Task description:
Below are some entries. Repeat exactly the lines from the one with "borrowed layered view" through the one with "- emulated upstream", and only those.

Data records:
──────────────────────────────
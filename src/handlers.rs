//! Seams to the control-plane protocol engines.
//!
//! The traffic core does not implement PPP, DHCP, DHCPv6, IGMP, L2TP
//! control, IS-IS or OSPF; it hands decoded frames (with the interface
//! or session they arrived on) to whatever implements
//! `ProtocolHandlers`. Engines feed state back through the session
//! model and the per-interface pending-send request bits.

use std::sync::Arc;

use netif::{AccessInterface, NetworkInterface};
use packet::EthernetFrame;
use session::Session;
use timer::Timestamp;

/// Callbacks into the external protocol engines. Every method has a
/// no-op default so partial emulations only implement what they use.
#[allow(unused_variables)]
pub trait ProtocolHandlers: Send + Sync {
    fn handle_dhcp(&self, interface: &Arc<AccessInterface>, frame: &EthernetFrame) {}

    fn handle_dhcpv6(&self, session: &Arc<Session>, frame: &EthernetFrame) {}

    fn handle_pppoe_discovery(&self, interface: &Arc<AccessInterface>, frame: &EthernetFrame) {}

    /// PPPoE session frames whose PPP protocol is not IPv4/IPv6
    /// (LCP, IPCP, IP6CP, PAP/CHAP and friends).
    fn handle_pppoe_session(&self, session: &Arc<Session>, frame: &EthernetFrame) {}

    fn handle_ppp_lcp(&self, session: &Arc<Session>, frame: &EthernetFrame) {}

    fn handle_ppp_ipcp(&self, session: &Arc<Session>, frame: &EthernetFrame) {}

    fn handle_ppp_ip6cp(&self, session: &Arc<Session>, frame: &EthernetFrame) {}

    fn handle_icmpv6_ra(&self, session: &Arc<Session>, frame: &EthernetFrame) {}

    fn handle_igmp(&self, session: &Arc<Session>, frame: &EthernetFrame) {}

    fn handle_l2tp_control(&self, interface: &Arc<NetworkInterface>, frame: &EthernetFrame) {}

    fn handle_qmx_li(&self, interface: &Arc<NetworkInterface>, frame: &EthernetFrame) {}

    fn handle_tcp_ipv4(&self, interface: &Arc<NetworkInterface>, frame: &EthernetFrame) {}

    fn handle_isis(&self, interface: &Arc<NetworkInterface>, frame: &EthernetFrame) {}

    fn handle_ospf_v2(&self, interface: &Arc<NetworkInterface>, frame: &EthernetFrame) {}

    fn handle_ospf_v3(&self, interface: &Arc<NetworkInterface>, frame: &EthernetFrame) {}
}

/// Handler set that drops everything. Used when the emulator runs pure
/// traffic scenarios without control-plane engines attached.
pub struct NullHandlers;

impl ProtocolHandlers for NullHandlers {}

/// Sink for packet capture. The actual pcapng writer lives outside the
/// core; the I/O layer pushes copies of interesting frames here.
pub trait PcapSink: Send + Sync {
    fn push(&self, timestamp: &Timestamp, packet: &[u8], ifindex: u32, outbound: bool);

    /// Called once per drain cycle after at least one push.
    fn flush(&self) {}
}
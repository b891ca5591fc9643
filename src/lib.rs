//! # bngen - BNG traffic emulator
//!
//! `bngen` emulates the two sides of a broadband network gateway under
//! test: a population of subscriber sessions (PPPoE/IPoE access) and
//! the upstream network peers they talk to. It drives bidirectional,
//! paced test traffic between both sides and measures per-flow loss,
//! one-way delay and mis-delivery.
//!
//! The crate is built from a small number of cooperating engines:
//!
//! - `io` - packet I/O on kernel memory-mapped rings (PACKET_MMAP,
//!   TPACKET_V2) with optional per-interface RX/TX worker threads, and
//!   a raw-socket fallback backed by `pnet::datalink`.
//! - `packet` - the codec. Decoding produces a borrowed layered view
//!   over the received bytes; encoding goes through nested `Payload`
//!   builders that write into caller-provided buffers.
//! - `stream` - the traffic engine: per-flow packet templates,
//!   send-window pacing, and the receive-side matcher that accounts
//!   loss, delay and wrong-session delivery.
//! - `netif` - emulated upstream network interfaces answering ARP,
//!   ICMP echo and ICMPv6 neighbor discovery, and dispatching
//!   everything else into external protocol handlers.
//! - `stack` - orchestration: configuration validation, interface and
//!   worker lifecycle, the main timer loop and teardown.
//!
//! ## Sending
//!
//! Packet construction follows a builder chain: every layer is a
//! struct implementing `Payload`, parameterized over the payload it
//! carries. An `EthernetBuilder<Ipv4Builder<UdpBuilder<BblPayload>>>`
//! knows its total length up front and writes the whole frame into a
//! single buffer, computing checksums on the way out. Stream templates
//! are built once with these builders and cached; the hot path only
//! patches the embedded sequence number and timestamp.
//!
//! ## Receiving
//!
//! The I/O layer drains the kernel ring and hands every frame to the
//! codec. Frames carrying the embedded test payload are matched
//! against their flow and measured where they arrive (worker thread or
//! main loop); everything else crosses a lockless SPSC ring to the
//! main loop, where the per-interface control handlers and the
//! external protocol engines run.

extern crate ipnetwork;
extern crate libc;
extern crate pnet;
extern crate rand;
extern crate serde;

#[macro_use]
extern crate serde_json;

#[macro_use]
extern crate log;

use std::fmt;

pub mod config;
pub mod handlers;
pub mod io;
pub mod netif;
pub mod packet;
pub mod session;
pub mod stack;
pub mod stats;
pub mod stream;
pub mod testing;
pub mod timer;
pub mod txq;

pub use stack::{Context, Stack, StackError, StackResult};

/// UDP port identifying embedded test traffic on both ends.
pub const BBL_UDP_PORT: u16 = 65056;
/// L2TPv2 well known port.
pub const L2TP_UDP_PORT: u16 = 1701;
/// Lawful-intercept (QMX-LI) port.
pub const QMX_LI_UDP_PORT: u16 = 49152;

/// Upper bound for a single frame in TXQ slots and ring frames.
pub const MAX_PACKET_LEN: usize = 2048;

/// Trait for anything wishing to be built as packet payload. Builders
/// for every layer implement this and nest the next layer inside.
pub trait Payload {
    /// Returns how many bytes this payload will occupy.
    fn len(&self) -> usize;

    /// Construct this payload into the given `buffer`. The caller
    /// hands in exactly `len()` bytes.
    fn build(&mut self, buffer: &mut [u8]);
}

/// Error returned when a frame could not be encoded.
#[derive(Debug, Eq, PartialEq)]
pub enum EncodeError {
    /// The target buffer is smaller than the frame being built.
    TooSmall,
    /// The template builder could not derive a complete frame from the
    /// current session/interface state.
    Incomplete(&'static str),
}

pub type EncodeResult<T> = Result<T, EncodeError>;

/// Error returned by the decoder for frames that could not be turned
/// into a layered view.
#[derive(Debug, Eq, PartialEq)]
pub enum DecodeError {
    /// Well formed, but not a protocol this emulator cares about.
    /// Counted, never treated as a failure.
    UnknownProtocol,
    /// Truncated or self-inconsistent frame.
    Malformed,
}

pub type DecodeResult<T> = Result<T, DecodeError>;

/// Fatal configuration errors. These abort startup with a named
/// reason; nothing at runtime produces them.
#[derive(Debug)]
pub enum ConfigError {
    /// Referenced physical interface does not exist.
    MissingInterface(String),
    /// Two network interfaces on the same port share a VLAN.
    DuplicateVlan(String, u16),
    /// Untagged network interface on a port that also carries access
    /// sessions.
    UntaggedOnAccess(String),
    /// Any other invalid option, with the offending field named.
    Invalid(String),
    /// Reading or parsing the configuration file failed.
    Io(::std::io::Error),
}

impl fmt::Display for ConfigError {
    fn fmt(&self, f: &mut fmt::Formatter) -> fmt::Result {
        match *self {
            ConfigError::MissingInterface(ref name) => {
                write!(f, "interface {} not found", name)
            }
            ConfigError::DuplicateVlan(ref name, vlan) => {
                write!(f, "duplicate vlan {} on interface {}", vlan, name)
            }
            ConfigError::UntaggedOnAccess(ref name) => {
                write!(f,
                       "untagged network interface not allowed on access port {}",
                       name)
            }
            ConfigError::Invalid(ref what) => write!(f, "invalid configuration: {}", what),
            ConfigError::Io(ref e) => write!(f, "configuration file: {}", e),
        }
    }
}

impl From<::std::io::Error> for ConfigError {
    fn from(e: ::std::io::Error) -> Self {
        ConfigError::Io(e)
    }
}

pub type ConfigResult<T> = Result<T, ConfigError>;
──────────────────────────────
Reply:
//! - `packet` - the codec. Decoding produces a borrowed layered view
//!   over the received bytes; encoding goes through nested `Payload`
//!   builders that write into caller-provided buffers.
//! - `stream` - the traffic engine: per-flow packet templates,
//!   send-window pacing, and the receive-side matcher that accounts
//!   loss, delay and wrong-session delivery.
//! - `netif` - emulated upstream network interfaces answering ARP,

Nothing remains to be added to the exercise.